Researchers say it’s another example of how COVID-19 is exacting an uneven toll on the poor, black people and Latinos.
“We found that job loss is not equally distributed across the workforce. Low-wage workers are more likely to be working in these industries that have a higher risk of job losses,” said Sarah Thomason, a researcher at the UC Berkeley Labor Center.
“For many of the industries that have been hit the hardest, if you look at the demographics for these specific industries such as restaurants, hotels, transportation and retail they also typically pay low wages to their front line workers and are disproportionately people of color.”
That’s particularly troubling for the Sacramento region where the earnings gap between white people and people of color has widened in the past five years; and the poorest residents benefit less from overall higher employment, Broome said.
The region was ranked 51st out of 100 metropolitan areas for economic inclusion by the Brookings Institution in 2017, rising up from the 91st spot a decade before. More people found jobs over that ten-year period but wages didn’t grow much.
“We moved into (a higher) tier on inclusion because we acted in an intentional way,” Broome said. “The problem with our inclusion gains is they were in leisure and hospitality and construction.”
‘Next wave’ of construction projects
The construction industry may find it easier to restart because it never really stopped.
In Sacramento County, construction has been deemed an essential service so general contractors like MarketOne Builders were able to keep working during the shutdown. The Sacramento-based company has about 70 employees working at the Fort Sutter Hotel, which is expected to be complete by September.
James Fitzgerald, MarketOne’s director of project development, said he’s just as worried about the future as others.
Construction can be a fickle business that relies on the right permits and financing to get a project off the ground.
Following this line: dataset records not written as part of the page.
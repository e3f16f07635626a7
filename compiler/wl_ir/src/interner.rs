//! String interner for variable names.
//!
//! One interner belongs to one interpreter instance. Interior mutability
//! lets the lexer intern through a shared reference while the parser and
//! executor hold the same interner for lookups.

use super::Name;
use parking_lot::RwLock;
use rustc_hash::FxHashMap;

#[derive(Default)]
struct InternTable {
    /// Map from string content to index.
    map: FxHashMap<Box<str>, u32>,
    /// Storage for string contents, indexed by `Name::index`.
    strings: Vec<Box<str>>,
}

/// Interner mapping variable text to compact [`Name`]s.
#[derive(Default)]
pub struct StringInterner {
    table: RwLock<InternTable>,
}

impl StringInterner {
    /// Create an empty interner.
    pub fn new() -> Self {
        Self::default()
    }

    /// Intern a string, returning its `Name`.
    ///
    /// Interning the same text twice yields the same `Name`.
    pub fn intern(&self, s: &str) -> Name {
        if let Some(&idx) = self.table.read().map.get(s) {
            return Name::from_raw(idx);
        }

        let mut table = self.table.write();
        // Another writer may have won the race between the two locks.
        if let Some(&idx) = table.map.get(s) {
            return Name::from_raw(idx);
        }
        let idx = u32::try_from(table.strings.len()).unwrap_or(u32::MAX);
        table.strings.push(s.into());
        table.map.insert(s.into(), idx);
        Name::from_raw(idx)
    }

    /// Look up an existing name without interning.
    pub fn get(&self, s: &str) -> Option<Name> {
        self.table.read().map.get(s).map(|&idx| Name::from_raw(idx))
    }

    /// Resolve a `Name` back to its text.
    ///
    /// Names from a different interner resolve to the empty string.
    pub fn lookup(&self, name: Name) -> String {
        self.table
            .read()
            .strings
            .get(name.index())
            .map(ToString::to_string)
            .unwrap_or_default()
    }

    /// Number of interned strings.
    pub fn len(&self) -> usize {
        self.table.read().strings.len()
    }

    /// Check if nothing has been interned yet.
    pub fn is_empty(&self) -> bool {
        self.len() == 0
    }
}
None of that has been made easy by the economic shutdown, Fitzgerald said.
“Our biggest challenge is the next wave of construction projects and making sure they get through the permitting process and get the financing they need and it keeps moving,” he said.
“That’s what we’re keeping our eye on for the next 6 months is making sure the industry continues to build — not just the projects they were building before COVID-19 but turning on new projects.”
According to Broome, the region has about $6 billion in projects that are still underway — the Major League Soccer stadium for the Sacramento Republic, UC Davis’ Aggie Square in Oak Park, and Kaiser Permanente’s hospital.
Still, nothing is certain during an economic recession. Now economists are wondering if the job market will bounce back into shape, roaring just like before, or meander slowly to full employment.
“If the stay order is lifted by May 15, I’m not worried about it,” Broome said. “If we had a stay order into June I think it would start to run the risk of destabilizing the market.”
Unemployment claims in California surged through the roof in March as more than 3 million people applied for benefits. Broome said every week more people are added to the jobless line.
Christopher Thornberg, an economist who directs the Business Center for Economic Forecasting at UC Riverside, said most industries will likely snap back if they were in a healthy position before COVID-19.
Thornberg said this quarter will no doubt be a huge loss for most businesses. But retail was already getting hammered and some restaurants were strained prior to the shutdown so many of them may not make it, he said.
Thornberg said the economic shock brought on by the pandemic is without comparison in recent history. And it’s still too early to make meaningful predictions, he said.
“We don’t have any precedent for what’s going on; not in a modern sense,” Thornburg said. “We don’t really know what’s going to happen.”